Although the scheme presently focuses on the support needs of headteachers, it is believed that the successful development of best practice in this area could then be extended to encompass the support needs of other members of school leadership teams and also provide a prototype for the development of similar peer support systems for other education staff, in a transferable model of mutual sustainability and support.

References

Creasy J & Paterson F (2005). Leading Coaching in Schools, Leading Practice Seminar Series, National College for School Leadership, Nottingham, United Kingdom.

Flintham AJ (2005). Heads Count: An evaluation of a Nottinghamshire model for headteacher sustainability, support and development through peer support, Nottinghamshire Local Education Authority, Nottingham, United Kingdom.

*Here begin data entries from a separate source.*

//! 单页PDF输出
//!
//! 页面内容用 PDF 绘图操作描述（`m`/`l`/`S` 画线，`re W n` 裁剪），
//! 文档结构交给 lopdf 生成。坐标单位是 pt（1/72 英寸），原点在页面左下角。

use lopdf::content::{Content, Operation};
use lopdf::{dictionary, Document, Object, Stream};

/// 毫米转 pt
pub fn mm_to_pt(mm: f64) -> f64 {
    mm * 72.0 / 25.4
}

fn real(value: f64) -> Object {
    Object::Real(value as f32)
}

/// 页面内容流
#[derive(Debug, Default, Clone)]
pub struct PageContent {
    operations: Vec<Operation>,
}

impl PageContent {
    pub fn new() -> Self {
        Self::default()
    }

    fn push(&mut self, operator: &str, operands: Vec<Object>) {
        self.operations.push(Operation::new(operator, operands));
    }

    pub fn save_state(&mut self) {
        self.push("q", vec![]);
    }

    pub fn restore_state(&mut self) {
        self.push("Q", vec![]);
    }

    /// 设置裁剪矩形
    pub fn clip_rect(&mut self, x: f64, y: f64, w: f64, h: f64) {
        self.push("re", vec![real(x), real(y), real(w), real(h)]);
        self.push("W", vec![]);
        self.push("n", vec![]);
    }

    /// 描边灰度（0 为黑）
    pub fn stroke_gray(&mut self, gray: f64) {
        self.push("G", vec![real(gray)]);
    }

    pub fn line_width(&mut self, width: f64) {
        self.push("w", vec![real(width)]);
    }

    /// 画一条线段
    pub fn line(&mut self, x1: f64, y1: f64, x2: f64, y2: f64) {
        self.push("m", vec![real(x1), real(y1)]);
        self.push("l", vec![real(x2), real(y2)]);
        self.push("S", vec![]);
    }

    pub fn operations(&self) -> &[Operation] {
        &self.operations
    }

    fn encode(&self) -> Result<Vec<u8>, lopdf::Error> {
        Content {
            operations: self.operations.clone(),
        }
        .encode()
    }
}

/// 生成单页 PDF 文件内容
pub fn single_page(width_pt: f64, height_pt: f64, content: &PageContent) -> Result<Vec<u8>, lopdf::Error> {
    let mut doc = Document::with_version("1.5");
    let pages_id = doc.new_object_id();

    let content_id = doc.add_object(Stream::new(dictionary! {}, content.encode()?));
    let page_id = doc.add_object(dictionary! {
        "Type" => "Page",
        "Parent" => pages_id,
        "MediaBox" => vec![Object::Integer(0), Object::Integer(0), real(width_pt), real(height_pt)],
        "Contents" => content_id,
        "Resources" => dictionary! {},
    });

    doc.objects.insert(
        pages_id,
        Object::Dictionary(dictionary! {
            "Type" => "Pages",
            "Kids" => vec![Object::Reference(page_id)],
            "Count" => Object::Integer(1),
        }),
    );

    let catalog_id = doc.add_object(dictionary! {
        "Type" => "Catalog",
        "Pages" => pages_id,
    });
    let info_id = doc.add_object(dictionary! {
        "Producer" => Object::string_literal("SheetPlot"),
    });
    doc.trailer.set("Root", catalog_id);
    doc.trailer.set("Info", info_id);
    doc.compress();

    let mut bytes = Vec::new();
    doc.save_to(&mut bytes)?;
    Ok(bytes)
}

Hobson A (2003). Mentoring and Coaching for New Leaders: A review of the literature, National College for School Leadership, Nottingham, United Kingdom.

West-Burnham J (2005). Mentoring for Induction, Supporting Leadership Development, Headteacher Induction Programme, National College for School Leadership, Nottingham, UK.

 

ABOUT THE AUTHOR

Mr Alan Flintham was for 15 years a secondary school headteacher in Nottinghamshire, England until retiring on age-related grounds in 2005. He is now a self-employed consultant headteacher and a research associate of the National College for School Leadership, in the UK, having published ‘Reservoirs of Hope: spiritual and moral leadership in headteachers' and ‘When Reservoirs Run Dry: why some headteachers leave headship early'. Mr Flintham was awarded a Churchill Fellowship to visit Australia in 2005, to study spiritual and moral leadership in school principals, and how it is sustained and supported.